(RECORD EXTRACTS begins)

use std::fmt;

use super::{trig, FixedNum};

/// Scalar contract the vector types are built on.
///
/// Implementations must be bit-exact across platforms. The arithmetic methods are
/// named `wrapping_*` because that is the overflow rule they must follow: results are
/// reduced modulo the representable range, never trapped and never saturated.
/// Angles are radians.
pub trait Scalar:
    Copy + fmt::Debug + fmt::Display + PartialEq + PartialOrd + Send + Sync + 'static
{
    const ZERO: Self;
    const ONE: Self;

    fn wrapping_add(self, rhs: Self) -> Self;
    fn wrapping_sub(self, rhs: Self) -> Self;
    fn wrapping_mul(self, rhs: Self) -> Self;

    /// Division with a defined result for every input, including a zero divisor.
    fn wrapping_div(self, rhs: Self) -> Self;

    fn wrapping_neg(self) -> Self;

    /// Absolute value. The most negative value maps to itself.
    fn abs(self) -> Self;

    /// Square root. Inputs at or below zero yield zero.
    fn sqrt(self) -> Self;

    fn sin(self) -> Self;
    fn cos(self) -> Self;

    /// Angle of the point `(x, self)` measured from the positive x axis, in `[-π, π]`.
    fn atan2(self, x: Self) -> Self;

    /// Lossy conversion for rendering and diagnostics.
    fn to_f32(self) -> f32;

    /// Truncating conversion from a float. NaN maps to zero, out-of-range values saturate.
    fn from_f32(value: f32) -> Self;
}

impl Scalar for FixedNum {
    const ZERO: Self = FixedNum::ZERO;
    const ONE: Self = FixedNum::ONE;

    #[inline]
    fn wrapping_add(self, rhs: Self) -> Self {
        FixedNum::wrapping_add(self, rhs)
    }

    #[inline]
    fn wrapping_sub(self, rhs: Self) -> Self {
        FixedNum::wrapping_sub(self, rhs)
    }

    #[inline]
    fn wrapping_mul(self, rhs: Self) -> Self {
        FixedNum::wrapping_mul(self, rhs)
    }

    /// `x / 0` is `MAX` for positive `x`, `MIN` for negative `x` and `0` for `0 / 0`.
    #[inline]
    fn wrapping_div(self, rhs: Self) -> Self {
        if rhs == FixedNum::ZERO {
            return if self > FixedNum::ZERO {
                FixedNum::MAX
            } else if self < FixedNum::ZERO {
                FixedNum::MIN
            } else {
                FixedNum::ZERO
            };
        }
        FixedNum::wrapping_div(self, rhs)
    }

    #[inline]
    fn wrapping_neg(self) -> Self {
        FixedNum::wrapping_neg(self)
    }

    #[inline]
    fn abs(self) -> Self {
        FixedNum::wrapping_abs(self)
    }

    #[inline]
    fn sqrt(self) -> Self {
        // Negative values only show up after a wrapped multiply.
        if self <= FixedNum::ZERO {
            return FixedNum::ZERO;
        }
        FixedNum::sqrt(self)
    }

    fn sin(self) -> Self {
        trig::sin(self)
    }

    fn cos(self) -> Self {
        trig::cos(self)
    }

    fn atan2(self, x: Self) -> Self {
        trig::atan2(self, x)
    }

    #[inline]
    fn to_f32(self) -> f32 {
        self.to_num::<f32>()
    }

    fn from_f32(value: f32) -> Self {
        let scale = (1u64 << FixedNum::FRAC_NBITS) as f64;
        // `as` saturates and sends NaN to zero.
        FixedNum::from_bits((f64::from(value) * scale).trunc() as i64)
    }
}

(RECORD EXTRACTS ends)
(RECORD EXTRACTS begins)

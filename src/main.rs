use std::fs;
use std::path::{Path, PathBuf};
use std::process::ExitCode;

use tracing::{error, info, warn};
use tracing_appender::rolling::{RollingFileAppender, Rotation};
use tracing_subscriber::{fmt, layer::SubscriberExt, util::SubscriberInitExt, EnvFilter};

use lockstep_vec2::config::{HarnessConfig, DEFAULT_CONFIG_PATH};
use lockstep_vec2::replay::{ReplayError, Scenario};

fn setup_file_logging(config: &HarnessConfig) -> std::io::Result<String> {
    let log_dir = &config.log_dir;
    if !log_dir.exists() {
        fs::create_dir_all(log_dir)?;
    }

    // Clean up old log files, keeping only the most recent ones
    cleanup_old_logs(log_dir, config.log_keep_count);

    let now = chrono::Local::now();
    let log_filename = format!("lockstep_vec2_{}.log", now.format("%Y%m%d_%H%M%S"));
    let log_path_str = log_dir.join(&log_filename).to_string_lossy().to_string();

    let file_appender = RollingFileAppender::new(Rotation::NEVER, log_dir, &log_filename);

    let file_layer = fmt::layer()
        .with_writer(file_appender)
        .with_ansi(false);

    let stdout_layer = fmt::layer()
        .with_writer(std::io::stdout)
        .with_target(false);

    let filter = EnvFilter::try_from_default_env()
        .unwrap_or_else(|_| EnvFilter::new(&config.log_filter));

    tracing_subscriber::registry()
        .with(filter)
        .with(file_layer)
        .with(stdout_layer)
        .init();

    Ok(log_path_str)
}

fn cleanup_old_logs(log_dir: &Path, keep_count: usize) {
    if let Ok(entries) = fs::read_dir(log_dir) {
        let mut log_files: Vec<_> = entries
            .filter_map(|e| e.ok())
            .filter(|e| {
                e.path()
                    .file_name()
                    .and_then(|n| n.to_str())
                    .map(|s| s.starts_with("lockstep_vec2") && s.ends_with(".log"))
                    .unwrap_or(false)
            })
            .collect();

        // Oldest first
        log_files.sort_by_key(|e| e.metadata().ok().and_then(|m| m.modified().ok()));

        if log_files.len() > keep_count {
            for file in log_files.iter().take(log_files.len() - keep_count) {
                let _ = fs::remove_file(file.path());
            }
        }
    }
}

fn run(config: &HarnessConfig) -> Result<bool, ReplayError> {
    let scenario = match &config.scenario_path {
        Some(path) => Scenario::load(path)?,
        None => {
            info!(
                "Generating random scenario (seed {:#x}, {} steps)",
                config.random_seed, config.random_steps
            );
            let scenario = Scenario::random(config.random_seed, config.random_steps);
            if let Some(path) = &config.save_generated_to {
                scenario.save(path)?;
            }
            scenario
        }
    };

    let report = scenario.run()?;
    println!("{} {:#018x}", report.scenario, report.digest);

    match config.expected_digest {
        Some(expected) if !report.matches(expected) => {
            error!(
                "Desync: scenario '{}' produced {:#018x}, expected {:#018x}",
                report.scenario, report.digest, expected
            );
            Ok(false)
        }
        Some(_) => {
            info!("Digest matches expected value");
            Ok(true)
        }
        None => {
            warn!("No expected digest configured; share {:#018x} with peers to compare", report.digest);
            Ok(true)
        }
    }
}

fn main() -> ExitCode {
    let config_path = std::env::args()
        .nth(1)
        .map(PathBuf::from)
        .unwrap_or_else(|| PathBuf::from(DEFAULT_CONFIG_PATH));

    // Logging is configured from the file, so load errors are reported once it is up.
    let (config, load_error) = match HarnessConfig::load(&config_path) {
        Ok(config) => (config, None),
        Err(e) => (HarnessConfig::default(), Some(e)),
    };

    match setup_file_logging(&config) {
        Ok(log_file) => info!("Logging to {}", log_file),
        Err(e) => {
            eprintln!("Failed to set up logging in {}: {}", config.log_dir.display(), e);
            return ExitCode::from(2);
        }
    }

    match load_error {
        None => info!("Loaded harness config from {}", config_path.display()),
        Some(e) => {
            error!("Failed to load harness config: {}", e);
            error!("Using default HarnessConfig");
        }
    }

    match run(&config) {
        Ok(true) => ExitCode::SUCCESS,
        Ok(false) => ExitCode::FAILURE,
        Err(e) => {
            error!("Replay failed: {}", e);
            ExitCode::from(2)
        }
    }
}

(RECORD EXTRACTS ends)

→ PROBLEM DETAILS: Out of the preceding entries, pull each line that contains the word "warn".

→ SOLUTION FOR THIS EXERCISE:
use tracing::{error, info, warn};
            warn!("No expected digest configured; share {:#018x} with peers to compare", report.digest);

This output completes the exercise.